Cosmetics exporters eye expansion in China with regulation changes
With the Chinese government poised to revise its regulations on beauty products for the first time in 30 years, South Korean cosmetics firms are seeking to expand shipments to their largest export market, a government agency said on May 13.
Under the current regulations, exporters must pass a complicated sanitary permit and certification process. The rule applies to all beauty items, including simple soaps. Cosmetics made from raw materials that have not been used in China also have difficulty tapping into the market.
But China is currently seeking to revise and simplify the regulations this year, which may give more opportunities to Korean cosmetics companies, said the Korea Trade-Investment Promotion Agency, which held an online briefing Wednesday for Korean exporters.
According to the draft revision, China seeks to change the definition of cosmetics to include daily chemical industrial products used for cleaning, protection, beautification and correction of human skin, hair, nails and lips. Soap used for simple cleanliness purposes will be excluded.
A South Korean mask pack manufacturer consults with Chinese buyers about online exports. (KOTRA)

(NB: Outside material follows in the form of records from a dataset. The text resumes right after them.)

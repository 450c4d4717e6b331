// Copyright (c) Mysten Labs, Inc.
// SPDX-License-Identifier: Apache-2.0

//! Static run configuration: the replica committee, protocol parameters and
//! feature flags. Configuration is loaded once at startup and never changes
//! for the lifetime of the run.

use crypto::{KeyPair, NodeId, PublicKey};
use serde::{de::DeserializeOwned, Deserialize, Serialize};
use std::collections::BTreeMap;
use std::fs;
use std::net::SocketAddr;
use std::path::Path;
use thiserror::Error;
use tracing::info;

#[derive(Debug, Error)]
pub enum ConfigError {
    #[error("node {0} is not in the committee")]
    NotInCommittee(NodeId),
    #[error("failed to read config file '{file}': {message}")]
    ImportError { file: String, message: String },
    #[error("failed to write config file '{file}': {message}")]
    ExportError { file: String, message: String },
}

/// Reads a config struct from a YAML file.
pub trait Import: DeserializeOwned {
    fn import(path: &Path) -> Result<Self, ConfigError> {
        let reader = || -> Result<Self, serde_yaml::Error> {
            let data = fs::read_to_string(path).map_err(serde::de::Error::custom)?;
            serde_yaml::from_str(&data)
        };
        reader().map_err(|e| ConfigError::ImportError {
            file: path.display().to_string(),
            message: e.to_string(),
        })
    }
}

/// Writes a config struct to a YAML file.
pub trait Export: Serialize {
    fn export(&self, path: &Path) -> Result<(), ConfigError> {
        let writer = || -> Result<(), serde_yaml::Error> {
            let data = serde_yaml::to_string(self)?;
            fs::write(path, data).map_err(serde::ser::Error::custom)
        };
        writer().map_err(|e| ConfigError::ExportError {
            file: path.display().to_string(),
            message: e.to_string(),
        })
    }
}

/// One replica of the committee.
#[derive(Clone, Debug, Serialize, Deserialize)]
pub struct Authority {
    /// The key this authority signs protocol messages and shares with.
    pub protocol_key: PublicKey,
    /// Network address of the authority.
    pub address: SocketAddr,
}

/// A client node admitted to submit batches.
#[derive(Clone, Debug, Serialize, Deserialize)]
pub struct ClientAuthority {
    pub key: PublicKey,
    pub address: SocketAddr,
}

/// The fixed replica set. `n = 3f + 1`.
#[derive(Clone, Debug, Serialize, Deserialize)]
pub struct Committee {
    /// Replicas keyed by node id. Ids are dense in `[0, n)`.
    pub authorities: BTreeMap<NodeId, Authority>,
    /// Client nodes keyed by node id. Ids start at `n`.
    pub clients: BTreeMap<NodeId, ClientAuthority>,
}

impl Committee {
    /// Number of replicas in the committee.
    pub fn size(&self) -> usize {
        self.authorities.len()
    }

    /// The maximum number of Byzantine replicas tolerated, `f = (n - 1) / 3`.
    pub fn min_faulty(&self) -> u64 {
        (self.size() as u64 - 1) / 3
    }

    /// Votes needed to certify a phase, `2f + 1`.
    pub fn quorum_threshold(&self) -> u64 {
        2 * self.min_faulty() + 1
    }

    /// Matching responses guaranteeing at least one honest voice, `f + 1`.
    pub fn validity_threshold(&self) -> u64 {
        self.min_faulty() + 1
    }

    /// The leader of `view` in consensus instance `instance`.
    pub fn leader(&self, instance: u64, view: u64) -> NodeId {
        (view + instance) % self.size() as u64
    }

    pub fn authority(&self, node: NodeId) -> Result<&Authority, ConfigError> {
        self.authorities
            .get(&node)
            .ok_or(ConfigError::NotInCommittee(node))
    }

    pub fn protocol_key(&self, node: NodeId) -> Result<&PublicKey, ConfigError> {
        Ok(&self.authority(node)?.protocol_key)
    }

    pub fn client_key(&self, node: NodeId) -> Result<&PublicKey, ConfigError> {
        self.clients
            .get(&node)
            .map(|c| &c.key)
            .ok_or(ConfigError::NotInCommittee(node))
    }

    /// Every replica id except `node`.
    pub fn others(&self, node: NodeId) -> Vec<NodeId> {
        self.authorities
            .keys()
            .copied()
            .filter(|id| *id != node)
            .collect()
    }

    pub fn is_replica(&self, node: NodeId) -> bool {
        self.authorities.contains_key(&node)
    }

    pub fn is_client(&self, node: NodeId) -> bool {
        self.clients.contains_key(&node)
    }
}

impl Import for Committee {}
impl Export for Committee {}

/// Feature toggles, the explicit counterpart of the original build-time
/// switches.
#[derive(Clone, Copy, Debug, Serialize, Deserialize)]
pub struct FeatureFlags {
    /// Verify every threshold share carried by incoming certificates.
    /// When disabled, certificates are accepted on distinct-voter count
    /// alone (MAC-trust deployments).
    #[serde(default = "flag_on")]
    pub threshold_sigs: bool,
    /// Run the dedicated proposal task, allowing a leader to pipeline
    /// proposals ahead of the last decided batch.
    #[serde(default = "flag_on")]
    pub proposal_thread: bool,
    /// Arm per-instance view-change timers.
    #[serde(default = "flag_on")]
    pub view_changes: bool,
}

fn flag_on() -> bool {
    true
}

impl Default for FeatureFlags {
    fn default() -> Self {
        Self {
            threshold_sigs: true,
            proposal_thread: true,
            view_changes: true,
        }
    }
}

/// Protocol parameters.
#[derive(Clone, Debug, Serialize, Deserialize)]
pub struct Parameters {
    /// Client transactions per batch.
    #[serde(default = "Parameters::default_batch_size")]
    pub batch_size: u64,
    /// Executed batches between two checkpoints.
    #[serde(default = "Parameters::default_txn_per_checkpoint")]
    pub txn_per_checkpoint: u64,
    /// Number of concurrent consensus instances. `1` disables the
    /// parallel-primary mode.
    #[serde(default = "Parameters::default_instances")]
    pub instances: u64,
    /// View-change timeout in milliseconds.
    #[serde(default = "Parameters::default_view_timeout_ms")]
    pub view_timeout_ms: u64,
    /// How long a replica keeps serving after startup, in milliseconds.
    /// `0` means run until interrupted.
    #[serde(default)]
    pub done_timer_ms: u64,
    /// Bound of every internal work queue.
    #[serde(default = "Parameters::default_channel_capacity")]
    pub channel_capacity: usize,
    /// Batches ahead of the last stable checkpoint a replica is willing to
    /// keep in flight, expressed in checkpoint periods.
    #[serde(default = "Parameters::default_in_flight_periods")]
    pub in_flight_periods: u64,
    #[serde(default)]
    pub flags: FeatureFlags,
}

impl Parameters {
    fn default_batch_size() -> u64 {
        100
    }
    fn default_txn_per_checkpoint() -> u64 {
        100
    }
    fn default_instances() -> u64 {
        1
    }
    fn default_view_timeout_ms() -> u64 {
        2_000
    }
    fn default_channel_capacity() -> usize {
        1_000
    }
    fn default_in_flight_periods() -> u64 {
        4
    }

    /// Highest batch index accepted while `last_stable` is the latest
    /// stable checkpoint.
    pub fn in_flight_window(&self) -> u64 {
        self.in_flight_periods * self.txn_per_checkpoint
    }

    pub fn tracing(&self) {
        info!("Batch size set to {}", self.batch_size);
        info!("Checkpoint period set to {}", self.txn_per_checkpoint);
        info!("Consensus instances set to {}", self.instances);
        info!("View timeout set to {}ms", self.view_timeout_ms);
    }
}

impl Default for Parameters {
    fn default() -> Self {
        // Field defaults above are the source of truth.
        serde_yaml::from_str("{}").unwrap()
    }
}

impl Import for Parameters {}
impl Export for Parameters {}

/// Builds a committee with fresh keys on sequential localhost ports.
/// Returns the committee along with the replica and client keypairs.
pub fn committee_fixture(
    replicas: usize,
    clients: usize,
    base_port: u16,
) -> (Committee, Vec<KeyPair>, Vec<KeyPair>) {
    let mut seed = [0u8; 32];
    let replica_keys: Vec<KeyPair> = (0..replicas)
        .map(|i| {
            seed[0] = i as u8;
            seed[1] = 0xa5;
            KeyPair::from_seed(seed)
        })
        .collect();
    let client_keys: Vec<KeyPair> = (0..clients)
        .map(|i| {
            seed[0] = i as u8;
            seed[1] = 0x5a;
            KeyPair::from_seed(seed)
        })
        .collect();

    let authorities = replica_keys
        .iter()
        .enumerate()
        .map(|(i, kp)| {
            (
                i as NodeId,
                Authority {
                    protocol_key: kp.public(),
                    address: ([127, 0, 0, 1], base_port + i as u16).into(),
                },
            )
        })
        .collect();
    let clients = client_keys
        .iter()
        .enumerate()
        .map(|(i, kp)| {
            (
                (replicas + i) as NodeId,
                ClientAuthority {
                    key: kp.public(),
                    address: ([127, 0, 0, 1], base_port + (replicas + i) as u16).into(),
                },
            )
        })
        .collect();

    (
        Committee {
            authorities,
            clients,
        },
        replica_keys,
        client_keys,
    )
}

#[cfg(test)]
mod tests {
    use super::*;

    #[test]
    fn thresholds_for_four_replicas() {
        let (committee, _, _) = committee_fixture(4, 1, 7000);
        assert_eq!(committee.size(), 4);
        assert_eq!(committee.min_faulty(), 1);
        assert_eq!(committee.quorum_threshold(), 3);
        assert_eq!(committee.validity_threshold(), 2);
    }

    #[test]
    fn leader_rotates_per_view_and_instance() {
        let (committee, _, _) = committee_fixture(4, 0, 7000);
        // Single instance: leader of view v is v mod n.
        assert_eq!(committee.leader(0, 0), 0);
        assert_eq!(committee.leader(0, 5), 1);
        // Parallel instances are offset by the instance id.
        assert_eq!(committee.leader(1, 0), 1);
        assert_eq!(committee.leader(2, 3), 1);
        assert_eq!(committee.leader(3, 2), 1);
    }

    #[test]
    fn single_node_committee_degenerates() {
        let (committee, _, _) = committee_fixture(1, 0, 7000);
        assert_eq!(committee.min_faulty(), 0);
        assert_eq!(committee.quorum_threshold(), 1);
        assert_eq!(committee.leader(0, 42), 0);
    }

    #[test]
    fn committee_roundtrips_through_yaml() {
        let (committee, _, _) = committee_fixture(4, 2, 7000);
        let dir = tempfile::tempdir().unwrap();
        let path = dir.path().join("committee.yaml");
        committee.export(&path).unwrap();
        let restored = Committee::import(&path).unwrap();
        assert_eq!(restored.size(), 4);
        assert_eq!(restored.clients.len(), 2);
        assert_eq!(
            restored.protocol_key(2).unwrap(),
            committee.protocol_key(2).unwrap()
        );
    }

    #[test]
    fn parameters_defaults() {
        let params = Parameters::default();
        assert_eq!(params.batch_size, 100);
        assert_eq!(params.instances, 1);
        assert!(params.flags.view_changes);
        assert_eq!(params.in_flight_window(), 400);
    }
}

Categories of special cosmetics, whose sales require approval from China’s National Medical Products Administration, will be cut in number to five from the current nine. Currently, special cosmetics comprise freckle removers (skin whiteners), sun care products, dyes, perm solutions, deodorants, hair removal products, hair growth promoters, breast care products and diet products. After the changes, the categories will be freckle removers (skin whiteners), sun care products, dyes, perm solutions and new functional products.
Some processes, however, will become tougher for exporters.
Labeling requirements are expected to become more stringent, and so are penalties for violations.
KOTRA said it has become even more important for exporters to understand the local system when they make labeling and packaging decisions, and when they develop marketing and public relations strategies.
For instance, if an exporter states on a label that a product uses nano-class raw materials, it must be prepared to back up that claim with evidence. KOTRA said if a claim is difficult to prove, certification acquisition support agencies advise against the use of such phrases.
The biggest change is to the reporting requirements for raw materials, according to Lim Hae-woon, head of Zhongmao, a cosmetics certification firm.
Currently, all products based on new raw materials require approval from China’s quarantine authorities. Under the revised rules, raw materials will be divided into low-risk and high-risk groups. The high-risk group comprises preservatives, sun care products, coloring agents, dyes and whitening agents. Materials deemed low-risk need to be reported to the authorities, but do not require approval.
“It will be an opportunity for Korean companies that have gained the upper hand in research and development capabilities and utilization technology in raw materials,” said Lim.
Park Hyun-jin, a chief of KOTRA’s China office, said, “Korean products have become more popular in China due to the exemplary prevention of COVID-19.
“We will provide support to help K-beauty leap forward in the Chinese consumer goods market by thoroughly grasping the changes in the local system.”